* **Problem details**
Everything from the first line of the records below through the line containing "5. Default values" is to be retyped exactly; leave out the rest.

* **Input data**
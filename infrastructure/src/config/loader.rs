//! Configuration file loader with multi-source merging

use super::file_config::FileConfig;
use figment::{
    Figment,
    providers::{Env, Format, Serialized, Toml},
};
use std::path::PathBuf;

/// Configuration loader that handles file discovery and merging.
pub struct ConfigLoader;

impl ConfigLoader {
    /// Load configuration from all sources with proper priority
    ///
    /// Priority (highest to lowest):
    /// 1. `AGENTRY_*` environment variables
    /// 2. Explicit config path (if provided)
    /// 3. Project root: `./agentry.toml` or `./.agentry.toml`
    /// 4. Global: `$XDG_CONFIG_HOME/agentry/config.toml` (or `~/.config/...`)
    /// 5. Default values
    pub fn load(config_path: Option<&PathBuf>) -> Result<FileConfig, Box<figment::Error>> {
        let mut figment = Figment::new().merge(Serialized::defaults(FileConfig::default()));

        if let Some(global_path) = Self::global_config_path() {
            if global_path.exists() {
                figment = figment.merge(Toml::file(&global_path));
            }
        }

        for filename in &["agentry.toml", ".agentry.toml"] {
            let path = PathBuf::from(filename);
            if path.exists() {
                figment = figment.merge(Toml::file(&path));
                break;
            }
        }

        if let Some(path) = config_path {
            figment = figment.merge(Toml::file(path));
        }

        // AGENTRY_BACKEND__MODEL=... maps to [backend] model.
        figment = figment.merge(Env::prefixed("AGENTRY_").split("__"));

        figment.extract().map_err(Box::new)
    }

    /// Load only default configuration (for --no-config).
    pub fn load_defaults() -> FileConfig {
        FileConfig::default()
    }

    /// Get the global config file path.
    pub fn global_config_path() -> Option<PathBuf> {
        dirs::config_dir().map(|d| d.join("agentry").join("config.toml"))
    }
}

#[cfg(test)]
mod tests {
    use super::*;
    use std::io::Write;

    #[test]
    fn test_explicit_file_overrides_defaults() {
        let dir = tempfile::tempdir().unwrap();
        let path = dir.path().join("config.toml");
        let mut file = std::fs::File::create(&path).unwrap();
        writeln!(
            file,
            "[backend]\nprovider = \"openai\"\nmodel = \"gpt-4o\"\n\n[workspace]\nroot = \"/srv/ws\""
        )
        .unwrap();

        let config = ConfigLoader::load(Some(&path)).unwrap();
        assert_eq!(config.backend.provider, "openai");
        assert_eq!(config.backend.model, "gpt-4o");
        assert_eq!(config.workspace.root, "/srv/ws");
        // Sections absent from the file keep defaults.
        assert_eq!(config.task.backend_timeout_secs, 120);
    }

    #[test]
    fn test_missing_optional_sources_fall_back_to_defaults() {
        let config = ConfigLoader::load_defaults();
        assert_eq!(config.backend.provider, "anthropic");
    }
}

* **Answer section**
filename infrastructure/src/config/loader.rs
//! Configuration file loader with multi-source merging

use super::file_config::FileConfig;
use figment::{
    Figment,
    providers::{Env, Format, Serialized, Toml},
};
use std::path::PathBuf;

/// Configuration loader that handles file discovery and merging.
pub struct ConfigLoader;

impl ConfigLoader {
    /// Load configuration from all sources with proper priority
    ///
    /// Priority (highest to lowest):
    /// 1. `AGENTRY_*` environment variables
    /// 2. Explicit config path (if provided)
    /// 3. Project root: `./agentry.toml` or `./.agentry.toml`
    /// 4. Global: `$XDG_CONFIG_HOME/agentry/config.toml` (or `~/.config/...`)
    /// 5. Default values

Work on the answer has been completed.